Data excerpts:
++++++++
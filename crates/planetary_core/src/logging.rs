//! Core logging bootstrap and safety policy.
//!
//! # Responsibility
//! - Initialize file-based rolling logs exactly once per process.
//! - Emit stable, metadata-only diagnostic events from core.
//!
//! # Invariants
//! - Logging init is idempotent for the same level and directory.
//! - Re-initialization with a different level or directory is rejected.
//! - Logging initialization must not panic.

use crate::config::CoreConfig;
use flexi_logger::{Cleanup, Criterion, FileSpec, Logger, LoggerHandle, Naming, WriteMode};
use log::{error, info};
use once_cell::sync::OnceCell;
use std::error::Error;
use std::fmt::{Display, Formatter};
use std::path::{Path, PathBuf};

const LOG_FILE_BASENAME: &str = "planetary";
const MAX_LOG_FILE_SIZE_BYTES: u64 = 10 * 1024 * 1024;
const MAX_LOG_FILES: usize = 5;
const MAX_PANIC_PAYLOAD_CHARS: usize = 160;

static LOGGING_STATE: OnceCell<LoggingState> = OnceCell::new();
static PANIC_HOOK_INSTALLED: OnceCell<()> = OnceCell::new();

struct LoggingState {
    level: &'static str,
    log_dir: PathBuf,
    _logger: LoggerHandle,
}

/// Logging bootstrap failure.
#[derive(Debug)]
pub enum LoggingError {
    UnsupportedLevel(String),
    InvalidLogDir(String),
    CreateLogDir {
        path: PathBuf,
        source: std::io::Error,
    },
    Backend(String),
    /// Logging is already active with a different setting.
    Reconfigure {
        setting: &'static str,
        active: String,
        requested: String,
    },
}

impl Display for LoggingError {
    fn fmt(&self, f: &mut Formatter<'_>) -> std::fmt::Result {
        match self {
            Self::UnsupportedLevel(level) => write!(
                f,
                "unsupported log level `{level}`; expected trace|debug|info|warn|error"
            ),
            Self::InvalidLogDir(message) => write!(f, "invalid log_dir: {message}"),
            Self::CreateLogDir { path, source } => write!(
                f,
                "failed to create log directory `{}`: {source}",
                path.display()
            ),
            Self::Backend(message) => write!(f, "failed to start logger: {message}"),
            Self::Reconfigure {
                setting,
                active,
                requested,
            } => write!(
                f,
                "logging already initialized with {setting} `{active}`; refusing to switch to `{requested}`"
            ),
        }
    }
}

impl Error for LoggingError {
    fn source(&self) -> Option<&(dyn Error + 'static)> {
        match self {
            Self::CreateLogDir { source, .. } => Some(source),
            _ => None,
        }
    }
}

/// Initializes core logging with level and directory.
///
/// # Errors
/// - `UnsupportedLevel` when `level` is not a known level name.
/// - `InvalidLogDir` / `CreateLogDir` when `log_dir` is empty, relative, or
///   cannot be created.
/// - `Reconfigure` when logging is already active with another level or dir.
pub fn init_logging(level: &str, log_dir: &str) -> Result<(), LoggingError> {
    let normalized_level = normalize_level(level)?;
    let normalized_dir = normalize_log_dir(log_dir)?;

    if let Some(state) = LOGGING_STATE.get() {
        return ensure_same_config(state, normalized_level, &normalized_dir);
    }

    let state = LOGGING_STATE.get_or_try_init(|| start_logger(normalized_level, &normalized_dir))?;
    ensure_same_config(state, normalized_level, &normalized_dir)
}

/// Initializes logging from resolved runtime configuration.
pub fn init_logging_from_config(config: &CoreConfig) -> Result<(), LoggingError> {
    let log_dir = config
        .log_dir
        .to_str()
        .ok_or_else(|| LoggingError::InvalidLogDir("log_dir is not valid UTF-8".to_string()))?;
    init_logging(&config.log_level, log_dir)
}

/// Returns `(level, log_dir)` when logging is active.
pub fn logging_status() -> Option<(&'static str, PathBuf)> {
    LOGGING_STATE
        .get()
        .map(|state| (state.level, state.log_dir.clone()))
}

/// Returns the default log level for the current build mode.
pub fn default_log_level() -> &'static str {
    if cfg!(debug_assertions) {
        "debug"
    } else {
        "info"
    }
}

fn start_logger(level: &'static str, log_dir: &Path) -> Result<LoggingState, LoggingError> {
    std::fs::create_dir_all(log_dir).map_err(|source| LoggingError::CreateLogDir {
        path: log_dir.to_path_buf(),
        source,
    })?;

    let logger = Logger::try_with_str(level)
        .map_err(|err| LoggingError::Backend(err.to_string()))?
        .log_to_file(
            FileSpec::default()
                .directory(log_dir)
                .basename(LOG_FILE_BASENAME),
        )
        .rotate(
            Criterion::Size(MAX_LOG_FILE_SIZE_BYTES),
            Naming::Numbers,
            Cleanup::KeepLogFiles(MAX_LOG_FILES),
        )
        .write_mode(WriteMode::BufferAndFlush)
        .append()
        // Format: [YYYY-MM-DD HH:MM:SS.ffffff TZ] LEVEL [module] file:line: message
        .format_for_files(flexi_logger::detailed_format)
        .start()
        .map_err(|err| LoggingError::Backend(err.to_string()))?;

    install_panic_hook_once();

    info!(
        "event=app_start module=core status=ok platform={} build_mode={} version={}",
        std::env::consts::OS,
        build_mode(),
        env!("CARGO_PKG_VERSION")
    );
    info!(
        "event=core_init module=core status=ok level={} log_dir={}",
        level,
        log_dir.display()
    );

    Ok(LoggingState {
        level,
        log_dir: log_dir.to_path_buf(),
        _logger: logger,
    })
}

fn ensure_same_config(
    state: &LoggingState,
    level: &'static str,
    log_dir: &Path,
) -> Result<(), LoggingError> {
    if state.log_dir != log_dir {
        return Err(LoggingError::Reconfigure {
            setting: "log_dir",
            active: state.log_dir.display().to_string(),
            requested: log_dir.display().to_string(),
        });
    }
    if state.level != level {
        return Err(LoggingError::Reconfigure {
            setting: "level",
            active: state.level.to_string(),
            requested: level.to_string(),
        });
    }
    Ok(())
}

fn normalize_level(level: &str) -> Result<&'static str, LoggingError> {
    match level.trim().to_ascii_lowercase().as_str() {
        "trace" => Ok("trace"),
        "debug" => Ok("debug"),
        "info" => Ok("info"),
        "warn" | "warning" => Ok("warn"),
        "error" => Ok("error"),
        other => Err(LoggingError::UnsupportedLevel(other.to_string())),
    }
}

fn normalize_log_dir(log_dir: &str) -> Result<PathBuf, LoggingError> {
    let trimmed = log_dir.trim();
    if trimmed.is_empty() {
        return Err(LoggingError::InvalidLogDir(
            "log_dir cannot be empty".to_string(),
        ));
    }
    let path = Path::new(trimmed);
    if !path.is_absolute() {
        return Err(LoggingError::InvalidLogDir(format!(
            "log_dir must be an absolute path, got `{trimmed}`"
        )));
    }
    Ok(path.to_path_buf())
}

fn build_mode() -> &'static str {
    if cfg!(debug_assertions) {
        "debug"
    } else {
        "release"
    }
}

fn install_panic_hook_once() {
    if PANIC_HOOK_INSTALLED.get().is_some() {
        return;
    }

    let previous_hook = std::panic::take_hook();
    std::panic::set_hook(Box::new(move |panic_info| {
        // Payload may echo record field values; cap and flatten before logging.
        let location = panic_info
            .location()
            .map(|loc| format!("{}:{}", loc.file(), loc.line()))
            .unwrap_or_else(|| "unknown".to_string());
        let payload = panic_payload_summary(panic_info);
        error!(
            "event=panic_captured module=core status=error location={} payload={}",
            location, payload
        );
        previous_hook(panic_info);
    }));

    let _ = PANIC_HOOK_INSTALLED.set(());
}

fn panic_payload_summary(info: &std::panic::PanicHookInfo<'_>) -> String {
    let payload = if let Some(message) = info.payload().downcast_ref::<&str>() {
        (*message).to_string()
    } else if let Some(message) = info.payload().downcast_ref::<String>() {
        message.clone()
    } else {
        "non-string panic payload".to_string()
    };

    sanitize_message(&payload, MAX_PANIC_PAYLOAD_CHARS)
}

fn sanitize_message(value: &str, max_chars: usize) -> String {
    let normalized = value.replace(['\n', '\r'], " ");
    let mut truncated = normalized.chars().take(max_chars).collect::<String>();
    if normalized.chars().count() > max_chars {
        truncated.push_str("...");
    }
    truncated
}

#[cfg(test)]
mod tests {
    use super::{
        init_logging, logging_status, normalize_level, normalize_log_dir, sanitize_message,
        LoggingError,
    };

    #[test]
    fn normalize_level_accepts_known_values() {
        assert_eq!(normalize_level("INFO").unwrap(), "info");
        assert_eq!(normalize_level(" warning ").unwrap(), "warn");
        assert!(matches!(
            normalize_level("verbose"),
            Err(LoggingError::UnsupportedLevel(level)) if level == "verbose"
        ));
    }

    #[test]
    fn normalize_log_dir_rejects_relative_and_empty_paths() {
        let error = normalize_log_dir("logs/dev").unwrap_err();
        assert!(error.to_string().contains("absolute"));
        assert!(matches!(
            normalize_log_dir("   "),
            Err(LoggingError::InvalidLogDir(_))
        ));
    }

    #[test]
    fn sanitize_message_removes_newlines_and_truncates() {
        let sanitized = sanitize_message("line1\nline2\rline3", 8);
        assert!(!sanitized.contains('\n'));
        assert!(!sanitized.contains('\r'));
        assert!(sanitized.ends_with("..."));
    }

    #[test]
    fn init_logging_is_idempotent_for_same_config_and_rejects_conflicts() {
        let log_dir = tempfile::tempdir().unwrap();
        let log_dir_str = log_dir.path().to_str().unwrap().to_string();
        let second_dir = tempfile::tempdir().unwrap();
        let second_dir_str = second_dir.path().to_str().unwrap().to_string();

        init_logging("info", &log_dir_str).expect("first init should succeed");
        init_logging("info", &log_dir_str).expect("same config should be idempotent");

        let level_error = init_logging("debug", &log_dir_str).unwrap_err();
        assert!(matches!(
            level_error,
            LoggingError::Reconfigure { setting: "level", .. }
        ));

        let dir_error = init_logging("info", &second_dir_str).unwrap_err();
        assert!(dir_error.to_string().contains("refusing to switch"));

        let (active_level, active_dir) = logging_status().expect("logging should be active");
        assert_eq!(active_level, "info");
        assert_eq!(active_dir, log_dir.path());
    }
}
++++++++
> **Description of the task**
Which lines in the data above hold the string "warn"? Return each of them.

> **Answer for the task**
                "unsupported log level `{level}`; expected trace|debug|info|warn|error"
        "warn" | "warning" => Ok("warn"),
        assert_eq!(normalize_level(" warning ").unwrap(), "warn");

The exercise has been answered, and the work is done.